◆ Given information:

//! Reader for DIMACS CNF files.
//!
//! ```text
//! c comment
//! p cnf 3 2
//! 1 -2 0
//! 2 3 -1 0
//! ```
//!
//! Clauses may span lines and are terminated by `0`. A line holding only
//! `%` ends the input. Variable `k` is named `xk`; variables declared in the
//! header but never used still count.

use tracing::{debug, warn};

use crate::ast::{BoolExpr, Expr, VarId};
use crate::error::{LogicError, LogicResult};

/// Parse DIMACS CNF text into a conjunction of clauses.
pub fn parse(source: &str) -> LogicResult<BoolExpr> {
    let mut header: Option<(usize, usize)> = None;
    let mut clauses: Vec<Expr> = Vec::new();
    let mut current: Vec<Expr> = Vec::new();

    for (idx, raw) in source.lines().enumerate() {
        let line_no = idx + 1;
        let line = raw.trim();
        if line.is_empty() || line.starts_with('c') {
            continue;
        }
        if line.starts_with('%') {
            break;
        }
        if line.starts_with('p') {
            if header.is_some() {
                return Err(dimacs_error(line_no, "duplicate problem line"));
            }
            header = Some(parse_header(line, line_no)?);
            continue;
        }
        let Some((num_vars, _)) = header else {
            return Err(dimacs_error(line_no, "clause before 'p cnf' problem line"));
        };

        for word in line.split_whitespace() {
            let literal: i64 = word
                .parse()
                .map_err(|_| dimacs_error(line_no, format!("invalid literal '{word}'")))?;
            if literal == 0 {
                clauses.push(clause(std::mem::take(&mut current)));
                continue;
            }
            let var = usize::try_from(literal.unsigned_abs())
                .map_err(|_| dimacs_error(line_no, format!("literal {literal} out of range")))?;
            if var > num_vars {
                return Err(dimacs_error(
                    line_no,
                    format!("literal {literal} exceeds declared variable count {num_vars}"),
                ));
            }
            let atom = Expr::Var(VarId(var - 1));
            current.push(if literal < 0 { atom.negate() } else { atom });
        }
    }

    let Some((num_vars, num_clauses)) = header else {
        return Err(dimacs_error(0, "missing 'p cnf' problem line"));
    };
    if !current.is_empty() {
        clauses.push(clause(current));
    }
    if clauses.len() != num_clauses {
        warn!(
            declared = num_clauses,
            found = clauses.len(),
            "DIMACS clause count differs from problem line"
        );
    }
    debug!(variables = num_vars, clauses = clauses.len(), "parsed DIMACS CNF");

    let root = match clauses.len() {
        0 => Expr::Const(true),
        1 => clauses.remove(0),
        _ => Expr::And(clauses),
    };
    let variables = (1..=num_vars).map(|k| format!("x{k}")).collect();
    Ok(BoolExpr::new(root, variables))
}

fn parse_header(line: &str, line_no: usize) -> LogicResult<(usize, usize)> {
    let fields: Vec<&str> = line.split_whitespace().collect();
    match fields.as_slice() {
        ["p", "cnf", vars, clauses] => {
            let vars = vars
                .parse()
                .map_err(|_| dimacs_error(line_no, format!("invalid variable count '{vars}'")))?;
            let clauses = clauses
                .parse()
                .map_err(|_| dimacs_error(line_no, format!("invalid clause count '{clauses}'")))?;
            Ok((vars, clauses))
        }
        _ => Err(dimacs_error(
            line_no,
            format!("expected 'p cnf <variables> <clauses>', found '{line}'"),
        )),
    }
}

fn clause(literals: Vec<Expr>) -> Expr {
    match literals.len() {
        0 => Expr::Const(false),
        1 => literals.into_iter().next().unwrap_or(Expr::Const(false)),
        _ => Expr::Or(literals),
    }
}

fn dimacs_error(line: usize, message: impl Into<String>) -> LogicError {
    LogicError::Dimacs {
        line,
        message: message.into(),
    }
}

#[cfg(test)]
mod tests {
    use super::*;

    const THREE_SAT: &str = "\
c example DIMACS-CNF 3-SAT
p cnf 3 5
-1 -2 -3 0
1 -2 3 0
1 2 -3 0
1 -2 -3 0
-1 2 3 0
";

    #[test]
    fn test_three_sat_solutions() {
        let expr = parse(THREE_SAT).unwrap();
        assert_eq!(expr.variables(), ["x1", "x2", "x3"]);
        let table = expr.truth_table().unwrap();
        assert_eq!(table.satisfying_bitstrings(), vec!["000", "110", "101"]);
    }

    #[test]
    fn test_clause_spanning_lines_and_terminator() {
        let expr = parse("p cnf 2 1\n1\n-2 0\n%\n0\n").unwrap();
        assert_eq!(
            expr.root(),
            &Expr::Or(vec![
                Expr::Var(VarId(0)),
                Expr::Not(Box::new(Expr::Var(VarId(1))))
            ])
        );
    }

    #[test]
    fn test_unused_variables_are_kept() {
        let expr = parse("p cnf 4 1\n2 0\n").unwrap();
        assert_eq!(expr.num_variables(), 4);
        assert_eq!(expr.root(), &Expr::Var(VarId(1)));
    }

    #[test]
    fn test_trailing_clause_without_zero() {
        let expr = parse("p cnf 2 2\n1 0\n2").unwrap();
        assert_eq!(
            expr.root(),
            &Expr::And(vec![Expr::Var(VarId(0)), Expr::Var(VarId(1))])
        );
    }

    #[test]
    fn test_errors() {
        assert!(matches!(
            parse("1 2 0\n"),
            Err(LogicError::Dimacs { line: 1, .. })
        ));
        assert!(matches!(
            parse("p cnf 2 1\n1 3 0\n"),
            Err(LogicError::Dimacs { line: 2, .. })
        ));
        assert!(matches!(
            parse("p cnf 2 1\n1 x 0\n"),
            Err(LogicError::Dimacs { line: 2, .. })
        ));
        assert!(matches!(
            parse("p dnf 2 1\n"),
            Err(LogicError::Dimacs { line: 1, .. })
        ));
        assert!(matches!(parse("c nothing\n"), Err(LogicError::Dimacs { .. })));
    }

    #[test]
    fn test_empty_clause_is_false() {
        let expr = parse("p cnf 1 2\n1 0\n0\n").unwrap();
        assert_eq!(expr.truth_table().unwrap().count_satisfying(), 0);
    }
}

◆ Task to carry out:
Look in the material above for the line with "let line = raw.trim();" and the line with "before 'p cnf'", and transcribe exactly those lines and all lines between them, nothing more.

◆ Response to this exercise:
        let line = raw.trim();
        if line.is_empty() || line.starts_with('c') {
            continue;
        }
        if line.starts_with('%') {
            break;
        }
        if line.starts_with('p') {
            if header.is_some() {
                return Err(dimacs_error(line_no, "duplicate problem line"));
            }
            header = Some(parse_header(line, line_no)?);
            continue;
        }
        let Some((num_vars, _)) = header else {
            return Err(dimacs_error(line_no, "clause before 'p cnf' problem line"));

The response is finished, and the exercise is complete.